With Democrats gearing up for the 2020 presidential cycle, the Green New Deal resolution is likely to be a touchstone for debates among candidates, several of whom have spoken favorably about the concept. Sens. Kamala Harris, D-Calif., Bernie Sanders, I-Vt., Kirsten Gillibrand, D-N.Y., and Cory Booker, D-N.J., are co-sponsors of the resolution, according to their staff, and more could sign on.

"We need commitments with teeth," Ocasio-Cortez said of 2020 candidates in an exclusive interview on MSNBC's "MTP Daily." "So I don't want to be placated as a progressive."

The measure is nonbinding, meaning it would not have the force of law if passed, and contains a broad set of principles and goals for responding to climate change rather than more specific legislative language on how the process would occur.

"What this is resolution is doing is saying this is our first step," Ocasio-Cortez said. "Our first step is to define the problem and define the scope of the solution."

To that end, it calls for a massive 10-year infrastructure plan that the resolution likens to spending during World War II. It does not address how it would be paid for and Ocasio-Cortez, who has promoted an economic theory that downplays deficit concerns, has argued that offsetting the cost may be unnecessary.

"The question isn’t how will we pay for it, but what is the cost of inaction, and what will we do with our new shared prosperity created by the investments in the Green New Deal," she wrote in a blog post earlier this week.

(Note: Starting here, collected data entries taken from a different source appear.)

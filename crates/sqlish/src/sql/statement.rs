//! The in-progress statement.

use std::fmt;

/// Statement verb. Determines the rendered layout.
#[derive(Debug, Clone, Copy, PartialEq, Eq, Hash)]
pub enum Verb {
    CreateTable,
    DropTable,
    CreateIndex,
    DropIndex,
    CreateView,
    DropView,
    Insert,
    Replace,
    Update,
    Delete,
    Select,
    SelectDistinct,
    SelectAll,
    Set,
    Union,
}

impl Verb {
    /// Leading SQL keywords.
    pub fn keyword(&self) -> &'static str {
        match self {
            Verb::CreateTable => "CREATE TABLE",
            Verb::DropTable => "DROP TABLE",
            Verb::CreateIndex => "CREATE INDEX",
            Verb::DropIndex => "DROP INDEX",
            Verb::CreateView => "CREATE VIEW",
            Verb::DropView => "DROP VIEW",
            Verb::Insert => "INSERT INTO",
            Verb::Replace => "REPLACE INTO",
            Verb::Update => "UPDATE",
            Verb::Delete => "DELETE FROM",
            Verb::Select => "SELECT",
            Verb::SelectDistinct => "SELECT DISTINCT",
            Verb::SelectAll => "SELECT ALL",
            Verb::Set => "SET",
            Verb::Union => "UNION",
        }
    }

    /// `SELECT`, `SELECT DISTINCT` or `SELECT ALL`.
    pub fn is_select(&self) -> bool {
        matches!(self, Verb::Select | Verb::SelectDistinct | Verb::SelectAll)
    }
}

impl fmt::Display for Verb {
    fn fmt(&self, f: &mut fmt::Formatter<'_>) -> fmt::Result {
        f.write_str(self.keyword())
    }
}

/// A selected column.
#[derive(Debug, Clone, PartialEq, Eq)]
pub enum Column {
    /// A name, `*`, `t.*` or function call.
    Name(String),
    /// `expr AS alias`
    Aliased { expr: String, alias: String },
}

impl Column {
    pub fn aliased(expr: impl Into<String>, alias: impl Into<String>) -> Self {
        Column::Aliased {
            expr: expr.into(),
            alias: alias.into(),
        }
    }
}

impl fmt::Display for Column {
    fn fmt(&self, f: &mut fmt::Formatter<'_>) -> fmt::Result {
        match self {
            Column::Name(n) => f.write_str(n),
            Column::Aliased { expr, alias } => write!(f, "{expr} AS {alias}"),
        }
    }
}

impl From<&str> for Column {
    fn from(s: &str) -> Self {
        Column::Name(s.to_string())
    }
}

impl From<String> for Column {
    fn from(s: String) -> Self {
        Column::Name(s)
    }
}

impl From<(&str, &str)> for Column {
    fn from((expr, alias): (&str, &str)) -> Self {
        Column::aliased(expr, alias)
    }
}

/// Sort direction for ORDER BY.
#[derive(Debug, Clone, Copy, PartialEq, Eq)]
pub enum Direction {
    Asc,
    Desc,
}

impl Direction {
    /// Numeric convention: negative sorts descending, anything else ascending.
    pub fn from_sign(n: i64) -> Self {
        if n < 0 { Direction::Desc } else { Direction::Asc }
    }

    pub fn keyword(&self) -> &'static str {
        match self {
            Direction::Asc => "ASC",
            Direction::Desc => "DESC",
        }
    }
}

/// `JOIN tables ON (on)`
#[derive(Debug, Clone, PartialEq, Eq)]
pub struct Join {
    pub tables: Vec<String>,
    /// Compiled ON expression.
    pub on: String,
}

/// `ORDER BY fields [direction]`
#[derive(Debug, Clone, PartialEq, Eq)]
pub struct Order {
    pub fields: Vec<String>,
    pub direction: Option<Direction>,
}

/// One SQL command under construction.
///
/// Every field holds validated, encoded SQL text. A verb method replaces the
/// whole statement; clause methods fill in slots.
#[derive(Debug, Clone, Default, PartialEq, Eq)]
pub struct Statement {
    pub verb: Option<Verb>,
    /// `CREATE UNIQUE INDEX`
    pub unique: bool,
    /// Table, index or view name.
    pub name: String,
    /// Table an index is created on.
    pub target: String,
    /// Selected columns, or indexed columns.
    pub columns: Vec<Column>,
    /// Rendered column definitions for CREATE TABLE.
    pub definitions: Vec<String>,
    /// `(column, encoded value)` pairs for INSERT, REPLACE and SET.
    pub values: Vec<(String, String)>,
    /// Rendered view body for CREATE VIEW.
    pub view: Option<String>,
    /// Rendered operands for UNION.
    pub union: Option<(String, String)>,
    pub from: Vec<String>,
    pub join: Option<Join>,
    pub where_: Option<String>,
    pub group: Vec<String>,
    pub order: Option<Order>,
    pub limit: Option<u64>,
    pub offset: Option<u64>,
    pub into: Vec<String>,
}

impl Statement {
    /// A fresh statement for a verb.
    pub fn new(verb: Verb) -> Self {
        Self {
            verb: Some(verb),
            ..Self::default()
        }
    }

    /// A fresh statement for a verb, naming its table, index or view.
    pub fn named(verb: Verb, name: impl Into<String>) -> Self {
        Self {
            name: name.into(),
            ..Self::new(verb)
        }
    }
}

#[cfg(test)]
mod tests {
    use super::*;

    #[test]
    fn verb_keywords() {
        assert_eq!(Verb::Delete.keyword(), "DELETE FROM");
        assert_eq!(Verb::SelectDistinct.to_string(), "SELECT DISTINCT");
        assert!(Verb::SelectAll.is_select());
        assert!(!Verb::Union.is_select());
    }

    #[test]
    fn direction_sign() {
        assert_eq!(Direction::from_sign(0), Direction::Asc);
        assert_eq!(Direction::from_sign(7), Direction::Asc);
        assert_eq!(Direction::from_sign(-1), Direction::Desc);
    }

    #[test]
    fn column_display() {
        assert_eq!(Column::from("id").to_string(), "id");
        assert_eq!(Column::from(("count(*)", "n")).to_string(), "count(*) AS n");
    }

    #[test]
    fn named_statement_is_otherwise_empty() {
        let s = Statement::named(Verb::DropTable, "t");
        assert_eq!(s.verb, Some(Verb::DropTable));
        assert_eq!(s.name, "t");
        assert!(s.values.is_empty() && s.where_.is_none());
    }
}
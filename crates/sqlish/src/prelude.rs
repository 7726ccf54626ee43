//! Convenient imports for typical `sqlish` usage.
//!
//! ```ignore
//! use sqlish::prelude::*;
//! ```

pub use crate::{
    Column, ColumnDef, Dialect, DialectRegistry, Direction, Filter, IndexOptions, SelectOptions,
    Sql, SqlStatement, SqlishError, SqlishResult, Value,
};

Goals include preparing for natural disasters linked to climate change, expanding renewable energy plants and building a "smart grid" to more efficiently utilize them, upgrading existing buildings and manufacturing plants to be more green, promoting electric vehicles and public transportation, and protecting existing natural environments.

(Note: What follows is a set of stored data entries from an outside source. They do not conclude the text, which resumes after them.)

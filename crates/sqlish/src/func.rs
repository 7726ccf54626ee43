//! Whitelisted SQL function-call syntax.
//!
//! [`safe_func`] lets call expressions such as `COUNT()`, `LAST_INSERT_ID()`
//! or `CONCAT("a", name)` through the builder while refusing anything that
//! could terminate the statement.

use crate::error::{SqlishError, SqlishResult};
use regex::Regex;
use std::sync::OnceLock;

fn bare_call_re() -> &'static Regex {
    static RE: OnceLock<Regex> = OnceLock::new();
    RE.get_or_init(|| Regex::new(r"(?i)^[A-Z_]+\(\)$").expect("invalid built-in call regex"))
}

fn call_open_re() -> &'static Regex {
    static RE: OnceLock<Regex> = OnceLock::new();
    RE.get_or_init(|| Regex::new(r"(?i)^[A-Z_]+\(").expect("invalid built-in call regex"))
}

fn is_argument_char(c: char) -> bool {
    c.is_whitespace() || c.is_ascii_alphanumeric() || c == ',' || c == '.'
}

/// Validate a function call.
///
/// Returns:
/// - `Ok(Some(call))` with the accepted call text. Anything after the closing
///   parenthesis is dropped, so `CONCAT("a");DROP x` yields `CONCAT("a")`.
/// - `Ok(None)` when `s` is not a complete call or contains an unquoted `;`.
/// - `Err(Injection)` when an unquoted argument character is not whitespace,
///   a letter, a digit, `,` or `.`.
pub fn safe_func(s: &str) -> SqlishResult<Option<String>> {
    if bare_call_re().is_match(s) {
        return Ok(Some(s.to_string()));
    }
    let Some(open) = call_open_re().find(s) else {
        return Ok(None);
    };

    let mut quote: Option<char> = None;
    let mut depth = 1usize;
    let mut chars = s[open.end()..].char_indices().map(|(i, c)| (i + open.end(), c));

    while let Some((i, c)) = chars.next() {
        match quote {
            Some(q) => {
                if c == '\\' {
                    // Escaped character inside a quoted argument.
                    chars.next();
                } else if c == q {
                    quote = None;
                }
            }
            None => match c {
                '\'' | '"' => quote = Some(c),
                ';' => return Ok(None),
                '(' => depth += 1,
                ')' => {
                    depth -= 1;
                    if depth == 0 {
                        return Ok(Some(s[..=i].to_string()));
                    }
                }
                c if is_argument_char(c) => {}
                c => {
                    return Err(SqlishError::injection(format!("at '{c}' in {s}")));
                }
            },
        }
    }
    Ok(None)
}

/// Returns `true` when `s` is accepted by [`safe_func`] unchanged.
pub(crate) fn is_safe_func(s: &str) -> SqlishResult<bool> {
    Ok(safe_func(s)?.as_deref() == Some(s))
}

#[cfg(test)]
mod tests {
    use super::*;

    #[test]
    fn bare_calls_pass() {
        assert_eq!(safe_func("LAST_INSERT_ID()").unwrap().as_deref(), Some("LAST_INSERT_ID()"));
        assert_eq!(safe_func("count()").unwrap().as_deref(), Some("count()"));
    }

    #[test]
    fn quoted_arguments_pass() {
        let s = r#"CONCAT("Hello", "World!")"#;
        assert_eq!(safe_func(s).unwrap().as_deref(), Some(s));
    }

    #[test]
    fn escaped_quotes_inside_arguments() {
        let s = r#"CONCAT("said", name, ", \"World I know!\"")"#;
        assert_eq!(safe_func(s).unwrap().as_deref(), Some(s));
    }

    #[test]
    fn nested_calls() {
        let s = r#"CONCAT("Hello World!", COUNT())"#;
        assert_eq!(safe_func(s).unwrap().as_deref(), Some(s));
    }

    #[test]
    fn trailing_statement_is_truncated() {
        let s = r#"CONCAT("Hello");SELECT "World!";"#;
        assert_eq!(safe_func(s).unwrap().as_deref(), Some(r#"CONCAT("Hello")"#));
    }

    #[test]
    fn unquoted_semicolon_fails() {
        assert_eq!(safe_func(r#"CONCAT("Hello World!";"#).unwrap(), None);
    }

    #[test]
    fn unterminated_quote_fails() {
        assert_eq!(safe_func(r#"CONCAT("Hello World!');"#).unwrap(), None);
    }

    #[test]
    fn not_a_call() {
        assert_eq!(safe_func("name").unwrap(), None);
        assert_eq!(safe_func("test;DROP TABLE users;").unwrap(), None);
    }

    #[test]
    fn unexpected_argument_character_is_injection() {
        let err = safe_func("SUM(a+b)").unwrap_err();
        assert!(err.is_injection());
        assert!(err.to_string().contains("SUM(a+b)"));
    }
}
//! Clause methods. These fill slots of the current statement and never
//! change its verb.

use super::Sql;
use super::statement::{Direction, Join, Order};
use crate::dialect::{Call, ClauseMethod, Family};
use crate::error::{SqlishError, SqlishResult};
use crate::filter::Filter;
use crate::ident::{IntoNames, NameOptions, require_names};

fn non_empty(clause: ClauseMethod, names: Vec<String>) -> SqlishResult<Vec<String>> {
    if names.is_empty() {
        return Err(SqlishError::malformed(format!(
            "{} needs at least one name",
            clause.name()
        )));
    }
    Ok(names)
}

impl Sql {
    /// `FROM tables`.
    pub fn from(&mut self, tables: impl IntoNames) -> SqlishResult<&mut Self> {
        let tables = tables.into_names();
        if self.delegate_clause(ClauseMethod::From, &Call::From { tables: &tables })? {
            return Ok(self);
        }
        let tables = require_names(&non_empty(ClauseMethod::From, tables)?, NameOptions::NONE)?;
        self.sql.from = tables;
        Ok(self)
    }

    /// `JOIN tables ON (filter)`.
    pub fn join(&mut self, tables: impl IntoNames, on: &Filter) -> SqlishResult<&mut Self> {
        let tables = tables.into_names();
        if self.delegate_clause(ClauseMethod::Join, &Call::Join { tables: &tables, on })? {
            return Ok(self);
        }
        let tables = require_names(&non_empty(ClauseMethod::Join, tables)?, NameOptions::NONE)?;
        let on = self.expr(on)?.into_clause()?;
        self.sql.join = Some(Join { tables, on });
        Ok(self)
    }

    /// `WHERE filter`.
    pub fn where_(&mut self, filter: &Filter) -> SqlishResult<&mut Self> {
        if self.delegate_clause(ClauseMethod::Where, &Call::Where { filter })? {
            return Ok(self);
        }
        let clause = self.expr(filter)?.into_clause()?;
        self.sql.where_ = Some(clause);
        Ok(self)
    }

    /// `WHERE filter`, parsing the filter from JSON.
    pub fn where_json(&mut self, filter: &serde_json::Value) -> SqlishResult<&mut Self> {
        self.where_(&Filter::from_json(filter)?)
    }

    /// Paging.
    ///
    /// With no `count`, `index` is the row limit. With a `count`, `count`
    /// rows are returned starting after `index`: `LIMIT count OFFSET index`.
    pub fn limit(&mut self, index: u64, count: Option<u64>) -> SqlishResult<&mut Self> {
        if self.delegate_clause(ClauseMethod::Limit, &Call::Limit { index, count })? {
            return Ok(self);
        }
        match count {
            None => self.sql.limit = Some(index),
            Some(count) => {
                self.sql.limit = Some(count);
                self.sql.offset = Some(index);
            }
        }
        Ok(self)
    }

    /// `OFFSET index`.
    pub fn offset(&mut self, index: u64) -> SqlishResult<&mut Self> {
        if self.delegate_clause(ClauseMethod::Offset, &Call::Offset { index })? {
            return Ok(self);
        }
        self.sql.offset = Some(index);
        Ok(self)
    }

    /// `ORDER BY fields [ASC|DESC]`.
    pub fn order(
        &mut self,
        fields: impl IntoNames,
        direction: Option<Direction>,
    ) -> SqlishResult<&mut Self> {
        let fields = fields.into_names();
        if self.delegate_clause(
            ClauseMethod::Order,
            &Call::Order {
                fields: &fields,
                direction,
            },
        )? {
            return Ok(self);
        }
        let fields = require_names(&non_empty(ClauseMethod::Order, fields)?, NameOptions::PERIOD)?;
        self.sql.order = Some(Order { fields, direction });
        Ok(self)
    }

    /// Alias for [`order`](Self::order).
    pub fn order_by(
        &mut self,
        fields: impl IntoNames,
        direction: Option<Direction>,
    ) -> SqlishResult<&mut Self> {
        self.order(fields, direction)
    }

    /// `GROUP BY fields`.
    pub fn group(&mut self, fields: impl IntoNames) -> SqlishResult<&mut Self> {
        let fields = fields.into_names();
        if self.delegate_clause(ClauseMethod::Group, &Call::Group { fields: &fields })? {
            return Ok(self);
        }
        let fields = require_names(&non_empty(ClauseMethod::Group, fields)?, NameOptions::PERIOD)?;
        self.sql.group = fields;
        Ok(self)
    }

    /// Alias for [`group`](Self::group).
    pub fn group_by(&mut self, fields: impl IntoNames) -> SqlishResult<&mut Self> {
        self.group(fields)
    }

    /// `INTO targets`, usually `@variables`. Refused by SQLite dialects.
    pub fn into_(&mut self, targets: impl IntoNames) -> SqlishResult<&mut Self> {
        let targets = targets.into_names();
        if self.delegate_clause(ClauseMethod::Into, &Call::Into { targets: &targets })? {
            return Ok(self);
        }
        if self.dialect.family() == Family::Sqlite {
            return Err(SqlishError::unsupported(format!(
                "INTO not supported by {}",
                self.dialect
            )));
        }
        let targets = require_names(&non_empty(ClauseMethod::Into, targets)?, NameOptions::VARIABLE)?;
        self.sql.into = targets;
        Ok(self)
    }
}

Notably, the bill does not include a direct call for imposing a price on climate pollution, like a carbon tax. Proposals to do so have garnered some limited bipartisan support since various carbon tax proposals are revenue-neutral and rely less on government intervention, but activists in the Green New Deal have largely focused on spending side and some question whether taxing energy is politically sustainable.

Ocasio-Cortez wrote on her website that "the door is not closed for market-based incentives," but that they would play a "small role."

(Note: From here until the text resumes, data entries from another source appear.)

//! Literal encoding.
//!
//! [`Encoder::safely`] turns a [`Value`] into SQL literal text: numbers and
//! booleans unquoted, text escaped and double quoted, dates formatted, and
//! known `table.column` references or `@variables` passed through as names.

use crate::dialect::Family;
use crate::error::{SqlishError, SqlishResult};
use crate::ident::{NameOptions, is_safe_name};
use crate::schema::SchemaRegistry;
use crate::value::Value;
use chrono::{DateTime, NaiveDateTime, Timelike, Utc};

/// Format a wall-clock date/time: `YYYY-MM-DD` at exact midnight,
/// `YYYY-MM-DD HH:MM:SS` otherwise.
pub fn format_datetime(d: &NaiveDateTime) -> String {
    if d.hour() == 0 && d.minute() == 0 && d.second() == 0 && d.nanosecond() == 0 {
        d.format("%Y-%m-%d").to_string()
    } else {
        d.format("%Y-%m-%d %H:%M:%S").to_string()
    }
}

/// Format an instant as a SQL date, in UTC or in local time.
pub fn sql_date(d: &DateTime<Utc>, use_utc: bool) -> String {
    if use_utc {
        format_datetime(&d.naive_utc())
    } else {
        format_datetime(&d.with_timezone(&chrono::Local).naive_local())
    }
}

/// Escape text for a double-quoted literal.
fn escape_into(out: &mut String, s: &str, family: Family) {
    for c in s.chars() {
        match c {
            '\0' => out.push_str("\\0"),
            '\n' => out.push_str("\\n"),
            '\r' => out.push_str("\\r"),
            '\u{8}' => out.push_str("\\b"),
            '\t' => out.push_str("\\t"),
            '\u{1a}' => out.push_str("\\Z"),
            '\'' if family == Family::Sqlite => out.push_str("''"),
            '\'' | '"' | '\\' => {
                out.push('\\');
                out.push(c);
            }
            c => out.push(c),
        }
    }
}

fn quote(s: &str, family: Family) -> String {
    let mut out = String::with_capacity(s.len() + 2);
    out.push('"');
    escape_into(&mut out, s, family);
    out.push('"');
    out
}

/// Encodes values for one dialect family, optionally consulting a schema
/// registry for column references.
#[derive(Debug, Clone, Copy, Default)]
pub struct Encoder<'a> {
    family: Family,
    use_utc: bool,
    schemas: Option<&'a SchemaRegistry>,
}

impl<'a> Encoder<'a> {
    /// Create an encoder for a dialect family.
    pub fn new(family: Family) -> Self {
        Self {
            family,
            use_utc: false,
            schemas: None,
        }
    }

    /// Render instants in UTC instead of local time.
    pub fn use_utc(mut self, use_utc: bool) -> Self {
        self.use_utc = use_utc;
        self
    }

    /// Recognize registered `table.column` strings as column references.
    pub fn with_schemas(mut self, schemas: &'a SchemaRegistry) -> Self {
        self.schemas = Some(schemas);
        self
    }

    /// Encode a value as SQL literal text.
    pub fn safely(&self, value: &Value) -> SqlishResult<String> {
        match value {
            Value::Null => Ok("NULL".to_string()),
            Value::Bool(true) => Ok("true".to_string()),
            Value::Bool(false) => Ok("false".to_string()),
            Value::Int(i) => Ok(i.to_string()),
            Value::Float(f) if f.is_finite() => Ok(f.to_string()),
            Value::Float(f) => Err(SqlishError::injection(f.to_string())),
            Value::Text(s) => self.text(s),
            Value::DateTime(d) => Ok(quote(&sql_date(d, self.use_utc), self.family)),
            Value::Naive(d) => Ok(quote(&format_datetime(d), self.family)),
            Value::Column(c) => Ok(c.clone()),
        }
    }

    fn text(&self, s: &str) -> SqlishResult<String> {
        let s = s.trim();
        if self.schemas.is_some_and(|schemas| schemas.is_column_name(s)) {
            return Ok(s.to_string());
        }
        if s.starts_with('@') {
            if is_safe_name(s, NameOptions::VARIABLE) {
                return Ok(s.to_string());
            }
            return Err(SqlishError::injection(s));
        }
        if s.is_empty() || s == "\"\"" {
            return Ok("\"\"".to_string());
        }
        Ok(quote(s, self.family))
    }
}

/// Encode a value with the standard dialect rules and no schema registry.
pub fn safely(value: &Value) -> SqlishResult<String> {
    Encoder::default().safely(value)
}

The resolution also drew some criticism from the left, with environmental group Greenpeace arguing that it should call more explicitly to end the use of oil, gas and coal rather than just promote new green energy projects.

The text of the resolution also goes beyond environmental issues and addresses topics like racial and economic inequality. It includes a call for the government to guarantee jobs for everyone, support labor unions, and enact universal health care and housing.

Ocasio-Cortez's chief of staff tweeted that they expect at least 60 co-sponsors in the House. But it faces a tough road to passage with Republicans in control of the Senate and some Democrats wary that it promises too much, too fast, without a clear path to get there.

"It will be one of several or maybe many suggestions that we receive," Speaker Nancy Pelosi told Politico on Wednesday. "The green dream or whatever they call it, nobody knows what it is, but they're for it right?"

Ocasio-Cortez said she agreed with Pelosi's characterization of the bill as a "green dream" on Thursday and that she did not consider it a "dismissive term."

In the Senate, the new ranking Energy Committee chairman, Sen. Joe Manchin, D-W.Va., is known for his advocacy for the state’s coal industry and will play a key role in legislation if Democrats take power in 2021. Manchin mentioned coal 11 times in his opening remarks at their first hearing this week while expressing general support for confronting climate change.

On the Republican side, Sen. John Barrasso, R-Wyo., the chairman of the Environment and Public Works Committee, denounced the resolution as a "socialist manifesto."

"As Democrats take a hard left turn, this radical proposal would take our growing economy off the cliff and our nation into bankruptcy," he said in a statement. "It’s the first step down a dark path to socialism."